KARACHI, Pakistan, June 4 —The Government of Pakistan appears to be trying to bring some former leading members of the outlawed Awami League of East Pakistan back into the national fold.
Jang, the nation's largest newspaper, reported today that moves were under way to form a new party that would include these members but would be opposed to separatism.
The Government appears to be focusing its efforts on the League's bloc of representatives elected last December to the National Assembly, which was to have met March 3 to begin drafting a constitution to return Pakistan to civilian rule.
The Awami League, which had campaigned for regional autonomy, would have dominated that assembly, since it had won 167 of its 313 seats. But President Agha Mohammad Yahya Khan postponed it on March 1, and a series of protest strikes broke out in East Pakistan.
League Banned in March
On March 25, when Pakistan's army began its crack down in the Eastern wing, the Awami League was permanently banned and its leader, Sheik Mujibur Rahman, was jailed on charges of treason.
The newspaper Jang said a former Awami League politician, Begum Akthar Sulaiman, had obtained the signatures of 109 former league representatives in national and provincial assemblies in support of the proposed party.
Mrs. Sulaiman is the daughter of the late Huseyn Shaheed Suhrawardy, founder of the Awami League. She was quoted today as having said that her father would never have approved of the separatist program adopted by the league under the leadership of Sheik Mujib.

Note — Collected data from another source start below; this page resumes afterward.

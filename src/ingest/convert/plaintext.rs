use std::path::Path;

use super::{document_name, DocItem, DocumentConverter, StructuredDocument};
use crate::error::{RagindexError, Result};

const PAGE_BREAK: char = '\x0c';

/// Plain text converter
///
/// Paragraphs are separated by blank lines. A form feed marks a page break
/// (as emitted by `pdftotext` and similar tools); text without any form feed
/// carries no page information.
pub struct PlainTextConverter;

impl DocumentConverter for PlainTextConverter {
    fn can_convert(&self, extension: &str) -> bool {
        matches!(extension, "txt" | "text")
    }

    fn convert(&self, path: &Path) -> Result<StructuredDocument> {
        let bytes = std::fs::read(path).map_err(|e| {
            RagindexError::Conversion(format!("failed to read {}: {}", path.display(), e))
        })?;
        let content = String::from_utf8_lossy(&bytes);

        Ok(convert_text(&content, document_name(path)))
    }
}

/// Convert raw text into paragraph items
pub fn convert_text(content: &str, name: String) -> StructuredDocument {
    let content = content.trim_start_matches('\u{feff}');
    let paged = content.contains(PAGE_BREAK);

    let mut items = Vec::new();
    for (idx, page) in content.split(PAGE_BREAK).enumerate() {
        for paragraph in split_paragraphs(page) {
            let item = DocItem::paragraph(paragraph);
            items.push(if paged { item.on_page(idx as u32 + 1) } else { item });
        }
    }

    StructuredDocument { name, items }
}

/// Split text into paragraphs on blank lines, joining wrapped lines with a space
pub(crate) fn split_paragraphs(text: &str) -> Vec<String> {
    let mut paragraphs = Vec::new();
    let mut current: Vec<&str> = Vec::new();

    for line in text.lines() {
        let line = line.trim();
        if line.is_empty() {
            if !current.is_empty() {
                paragraphs.push(current.join(" "));
                current.clear();
            }
        } else {
            current.push(line);
        }
    }
    if !current.is_empty() {
        paragraphs.push(current.join(" "));
    }

    paragraphs
}

#[cfg(test)]
mod tests {
    use super::*;
    use crate::ingest::convert::Provenance;

    #[test]
    fn test_split_paragraphs() {
        let text = "First line\nstill first.\n\n\n  Second paragraph.  \r\n\nThird.";
        assert_eq!(
            split_paragraphs(text),
            vec!["First line still first.", "Second paragraph.", "Third."]
        );
        assert!(split_paragraphs("  \n\n ").is_empty());
    }

    #[test]
    fn test_text_without_form_feed_has_no_pages() {
        let doc = convert_text("Ecology studies organisms.\n\nA population is a group.", "eco.txt".into());
        assert_eq!(doc.items.len(), 2);
        assert!(doc.items.iter().all(|i| i.prov.is_empty()));
    }

    #[test]
    fn test_form_feed_assigns_pages() {
        let doc = convert_text("Page one text.\x0cPage two.\n\nStill two.\x0c\x0cPage four.", "p.txt".into());
        let pages: Vec<Vec<Provenance>> = doc.items.iter().map(|i| i.prov.clone()).collect();
        assert_eq!(
            pages,
            vec![
                vec![Provenance { page_no: 1 }],
                vec![Provenance { page_no: 2 }],
                vec![Provenance { page_no: 2 }],
                vec![Provenance { page_no: 4 }],
            ]
        );
    }

    #[test]
    fn test_convert_reads_file_lossily() {
        let temp_dir = tempfile::TempDir::new().unwrap();
        let path = temp_dir.path().join("latin1.txt");
        std::fs::write(&path, b"caf\xe9 au lait").unwrap();

        let doc = PlainTextConverter.convert(&path).unwrap();
        assert_eq!(doc.items.len(), 1);
        assert!(doc.items[0].text.starts_with("caf"));
    }

    #[test]
    fn test_convert_missing_file_fails() {
        let err = PlainTextConverter.convert(Path::new("/no/such/file.txt")).unwrap_err();
        assert!(matches!(err, RagindexError::Conversion(_)));
    }
}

She said the new party is to he headed by Zahir Uddin, a former national education minister.
Mrs. Sulaiman has visited East Pakistan twice in the last two months, and has conferred with President Yahya.
Meanwhile, politicians were speculating that President Yahya would make a speech to the nation in the next few days announcing some of the general outlines of a new constitution.
He is expected to propose a constitution that would prohibit movements tending to fragment the nation and to establish an electoral system in which Pakistanis would vote according to their religion.
The overwhelming majority of Pakistan's population is Moslem and the Moslem faith is the official national religion. How ever, there is a substantial Hindu minority as well as small numbers of Christians, Zoroastrians and Buddhists.
Each religious community would be permitted to elect a certain number of assembly delegates with Moslems in the enormous majority. Last December, Hindus joined Moslems in voting for the separatist policies of the Awami League, and Government officials hope to prevent by law any such cooperation in the future.
It is also understood that in any future government, regard less of the form it takes, the army will continue to guard against unwanted political tendencies.